Serafima Staroselskaya's husband Mikhail Lokshin's family: his father Isaac Lokshin, mother Nekhama-Maryasya Lokshina and himself in the centre

This is my husband Mikhail Lokshin's childhood picture, he is in the center with his parents. Isaac Markovich Lokshin is to the left, Nekhama-Maryasya Lokshina is to the right. I met my husband Mikhail Isaacovich in 1970, when I went with my friend to Seliger Lake for winter holidays. My husband-to-be also went to that place with his sister. We liked each other at first sight. We talked on the phone for a year and a half, then began to go out and married in 1972. Soon after that my husband was enlisted to the army. Nelya was born in 1975. My husband's father, Isaac Markovich Lokshin, was a military man and their family had to move constantly from one place to another.
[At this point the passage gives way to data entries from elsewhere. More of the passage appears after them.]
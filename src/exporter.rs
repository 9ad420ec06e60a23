//! Library export pipeline.
//!
//! Fetches a user's artists and albums and writes them to a pretty-printed
//! JSON document and/or a pair of CSV files.

use std::fs::{self, File};
use std::io::{BufWriter, Write};
use std::path::{Path, PathBuf};

use tracing::info;

use crate::api::{LastFmClient, DEFAULT_PAGE_LIMIT};
use crate::error::ExportError;
use crate::models::{
    AlbumRow, ArtistRow, ExportPayload, ExportResult, Record, ALBUM_COLUMNS, ARTIST_COLUMNS,
};

/// Base filename used when the caller does not pick one.
pub const DEFAULT_BASE_NAME: &str = "lastfm_export";

type Result<T> = std::result::Result<T, ExportError>;

/// What to export and where.
#[derive(Debug, Clone, PartialEq, Eq)]
pub struct ExportOptions {
    /// Created if it does not exist.
    pub output_dir: PathBuf,
    /// Stem shared by every output file.
    pub base_name: String,
    /// Write `<base_name>.json`.
    pub write_json: bool,
    /// Write `<base_name>_artists.csv` and `<base_name>_albums.csv`.
    pub write_csv: bool,
    pub artists_per_page: u32,
    pub albums_per_page: u32,
    /// Only export albums by this artist (ignored when empty).
    pub album_artist_filter: Option<String>,
}

impl Default for ExportOptions {
    fn default() -> Self {
        Self {
            output_dir: PathBuf::from("."),
            base_name: DEFAULT_BASE_NAME.to_string(),
            write_json: true,
            write_csv: true,
            artists_per_page: DEFAULT_PAGE_LIMIT,
            albums_per_page: DEFAULT_PAGE_LIMIT,
            album_artist_filter: None,
        }
    }
}

impl ExportOptions {
    /// Options writing into `output_dir` with every other setting at its default.
    pub fn new<P: AsRef<Path>>(output_dir: P) -> Self {
        Self {
            output_dir: output_dir.as_ref().to_path_buf(),
            ..Default::default()
        }
    }

    pub fn json_path(&self) -> PathBuf {
        self.output_dir.join(format!("{}.json", self.base_name))
    }

    pub fn artists_csv_path(&self) -> PathBuf {
        self.output_dir.join(format!("{}_artists.csv", self.base_name))
    }

    pub fn albums_csv_path(&self) -> PathBuf {
        self.output_dir.join(format!("{}_albums.csv", self.base_name))
    }
}

/// Exports one user's library through a [`LastFmClient`].
#[derive(Debug, Clone)]
pub struct LibraryExporter<'a> {
    client: &'a LastFmClient,
    username: String,
}

impl<'a> LibraryExporter<'a> {
    pub fn new<S: Into<String>>(client: &'a LastFmClient, username: S) -> Self {
        Self {
            client,
            username: username.into(),
        }
    }

    /// Fetch the full library and write the requested formats.
    ///
    /// The output directory is created first. Both collections are fetched
    /// before anything is written, so an API failure leaves no files behind.
    /// A write failure stops further writes but keeps earlier files.
    pub fn export_library(&self, options: &ExportOptions) -> Result<ExportResult> {
        info!(
            "Exporting Last.fm library for {} into {}",
            self.username,
            options.output_dir.display()
        );
        fs::create_dir_all(&options.output_dir)
            .map_err(|e| ExportError::persistence(&options.output_dir, e))?;

        let artists = self
            .client
            .get_user_artists(&self.username, options.artists_per_page)?;
        info!("Fetched {} artists", artists.len());

        let albums = self.client.get_user_albums(
            &self.username,
            options.albums_per_page,
            options.album_artist_filter.as_deref(),
        )?;
        info!("Fetched {} albums", albums.len());

        let payload = ExportPayload::new(self.username.as_str(), artists, albums);

        let mut result = ExportResult {
            user: payload.user.clone(),
            artists_count: payload.artists.len(),
            albums_count: payload.albums.len(),
            ..Default::default()
        };

        if options.write_json {
            let path = options.json_path();
            write_json(&payload, &path)?;
            result.json_path = Some(path);
        }

        if options.write_csv {
            let artists_path = options.artists_csv_path();
            write_artists_csv(&payload.artists, &artists_path)?;
            result.artists_csv_path = Some(artists_path);

            let albums_path = options.albums_csv_path();
            write_albums_csv(&payload.albums, &albums_path)?;
            result.albums_csv_path = Some(albums_path);
        }

        Ok(result)
    }
}

/// Write the whole payload as indented JSON.
pub fn write_json(payload: &ExportPayload, path: &Path) -> Result<()> {
    let file = File::create(path).map_err(|e| ExportError::persistence(path, e))?;
    let mut writer = BufWriter::new(file);
    serde_json::to_writer_pretty(&mut writer, payload)
        .map_err(|e| ExportError::persistence(path, e))?;
    writer
        .flush()
        .map_err(|e| ExportError::persistence(path, e))?;

    info!("Wrote {}", path.display());
    Ok(())
}

/// Write one CSV row per artist. The header is always written.
pub fn write_artists_csv(artists: &[Record], path: &Path) -> Result<()> {
    write_csv(path, &ARTIST_COLUMNS, artists, |artist, writer| {
        writer.write_record(ArtistRow::from_record(artist).fields())
    })
}

/// Write one CSV row per album, with the artist name normalized.
pub fn write_albums_csv(albums: &[Record], path: &Path) -> Result<()> {
    write_csv(path, &ALBUM_COLUMNS, albums, |album, writer| {
        writer.write_record(AlbumRow::from_record(album).fields())
    })
}

fn write_csv<F>(path: &Path, header: &[&str], records: &[Record], mut write_row: F) -> Result<()>
where
    F: FnMut(&Record, &mut csv::Writer<File>) -> csv::Result<()>,
{
    let mut writer = csv::WriterBuilder::new()
        .terminator(csv::Terminator::CRLF)
        .from_path(path)
        .map_err(|e| ExportError::persistence(path, e))?;

    writer
        .write_record(header)
        .map_err(|e| ExportError::persistence(path, e))?;
    for record in records {
        write_row(record, &mut writer).map_err(|e| ExportError::persistence(path, e))?;
    }
    writer
        .flush()
        .map_err(|e| ExportError::persistence(path, e))?;

    info!("Wrote {} ({} rows)", path.display(), records.len());
    Ok(())
}
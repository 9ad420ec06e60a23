//! Error types for the Last.fm client and the export pipeline.

use std::path::PathBuf;

use thiserror::Error;

/// Errors raised while talking to the Last.fm API.
///
/// Every variant is terminal for the request that produced it; nothing is
/// retried.
#[derive(Debug, Error)]
pub enum ApiError {
    /// The request never produced a usable response (DNS, refused
    /// connection, timeout, interrupted body).
    #[error("Network error calling Last.fm: {0}")]
    Transport(#[from] reqwest::Error),

    /// The server answered, but not with a successful JSON payload.
    #[error(transparent)]
    Protocol(#[from] ProtocolError),

    /// The response decoded fine but an expected key was missing.
    #[error("Unexpected response: key '{key}' missing for method {method}")]
    Shape { key: String, method: String },
}

/// Ways a response can violate the HTTP/JSON protocol.
#[derive(Debug, Error)]
pub enum ProtocolError {
    /// Non-success HTTP status.
    #[error("HTTP error from Last.fm: {status} {reason}")]
    Status { status: u16, reason: String },

    /// Body was not a JSON object.
    #[error("Failed to decode JSON from Last.fm response: {0}")]
    Decode(#[from] serde_json::Error),

    /// Body carried an explicit `error` field.
    #[error("Last.fm API error {code}: {message}")]
    Remote { code: String, message: String },
}

/// Coarse classification of an [`ApiError`].
#[derive(Debug, Clone, Copy, PartialEq, Eq)]
pub enum ApiErrorKind {
    Transport,
    Protocol,
    Shape,
}

impl ApiError {
    /// Which class of fault this is.
    pub fn kind(&self) -> ApiErrorKind {
        match self {
            ApiError::Transport(_) => ApiErrorKind::Transport,
            ApiError::Protocol(_) => ApiErrorKind::Protocol,
            ApiError::Shape { .. } => ApiErrorKind::Shape,
        }
    }

    pub(crate) fn shape(key: &str, method: &str) -> Self {
        ApiError::Shape {
            key: key.to_string(),
            method: method.to_string(),
        }
    }
}

/// Errors returned by a full library export.
#[derive(Debug, Error)]
pub enum ExportError {
    /// Fetching the library failed; no file was written.
    #[error("Last.fm error: {0}")]
    Api(#[from] ApiError),

    /// Creating the output directory or writing a file failed.
    #[error("Could not write {}: {source}", path.display())]
    Persistence {
        path: PathBuf,
        #[source]
        source: std::io::Error,
    },
}

impl ExportError {
    /// True for failures that came from the remote API.
    pub fn is_api(&self) -> bool {
        matches!(self, ExportError::Api(_))
    }

    /// True for failures that came from the local file system.
    pub fn is_persistence(&self) -> bool {
        matches!(self, ExportError::Persistence { .. })
    }

    pub(crate) fn persistence<P: Into<PathBuf>, E: Into<std::io::Error>>(path: P, err: E) -> Self {
        ExportError::Persistence {
            path: path.into(),
            source: err.into(),
        }
    }
}

/// Result type alias for API operations.
pub type Result<T> = std::result::Result<T, ApiError>;

#[cfg(test)]
mod tests {
    use super::*;

    #[test]
    fn test_kind_classification() {
        let shape = ApiError::shape("artists", "library.getartists");
        assert_eq!(shape.kind(), ApiErrorKind::Shape);

        let remote: ApiError = ProtocolError::Remote {
            code: "6".to_string(),
            message: "User not found".to_string(),
        }
        .into();
        assert_eq!(remote.kind(), ApiErrorKind::Protocol);
    }

    #[test]
    fn test_error_messages() {
        let shape = ApiError::shape("albums", "library.getalbums");
        assert_eq!(
            shape.to_string(),
            "Unexpected response: key 'albums' missing for method library.getalbums"
        );

        let status: ApiError = ProtocolError::Status {
            status: 503,
            reason: "Service Unavailable".to_string(),
        }
        .into();
        assert_eq!(
            status.to_string(),
            "HTTP error from Last.fm: 503 Service Unavailable"
        );

        let remote: ApiError = ProtocolError::Remote {
            code: "10".to_string(),
            message: "Invalid API key".to_string(),
        }
        .into();
        assert_eq!(remote.to_string(), "Last.fm API error 10: Invalid API key");
    }

    #[test]
    fn test_export_error_classes() {
        let api: ExportError = ApiError::shape("artists", "library.getartists").into();
        assert!(api.is_api());
        assert!(!api.is_persistence());

        let io = ExportError::persistence(
            "/nowhere/lib.json",
            std::io::Error::new(std::io::ErrorKind::PermissionDenied, "denied"),
        );
        assert!(io.is_persistence());
        assert!(io.to_string().contains("/nowhere/lib.json"));
    }
}
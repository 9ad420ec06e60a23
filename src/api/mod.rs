//! Last.fm API access.
//!
//! - [`LastFmClient`]: authenticated single requests and the library listings
//! - [`Paginator`]: lazy iteration over every page of a list endpoint

pub mod client;
pub mod pagination;

pub use client::{LastFmClient, API_ROOT, DEFAULT_PAGE_LIMIT, DEFAULT_TIMEOUT};
pub use pagination::{PageRequest, Paginator};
Only in 1975 they 'settled' in Leningrad. That is why they were less used to Jewish life. My husband did not attend the synagogue like I did, when he was young, because he could have been fired for that. After graduating from the Aircraft Equipment Construction College he worked at a secret 'Vector' enterprise. However, my husband still speaks Yiddish. For the last 10 years, since 1994, my husband has been working in St.Petersburg Department of the 'Joint' organization. My mother-in-law, Nekhama-Maryasya (Lokshina after marriage) grew up without her father, who had gone off to Palestine and disappeared, but grandfather's sister, her aunt, told her a lot about him. He was a very interesting person, a very musical one, he could even play the saw. He was very kind. He loved his wife (mother of my mother-in-law) very much. First 10 years of my married life I was sure that mother-in-law knew her father, as she spoke so much of him. They also led a Jewish life at home. But at the age of 12 she left . Her parents were also executed during the war in Belorussia. She remained without any livelihood. After the war she lived in Leningrad and finished a technical school here. None of her relatives are alive. She got married after the war.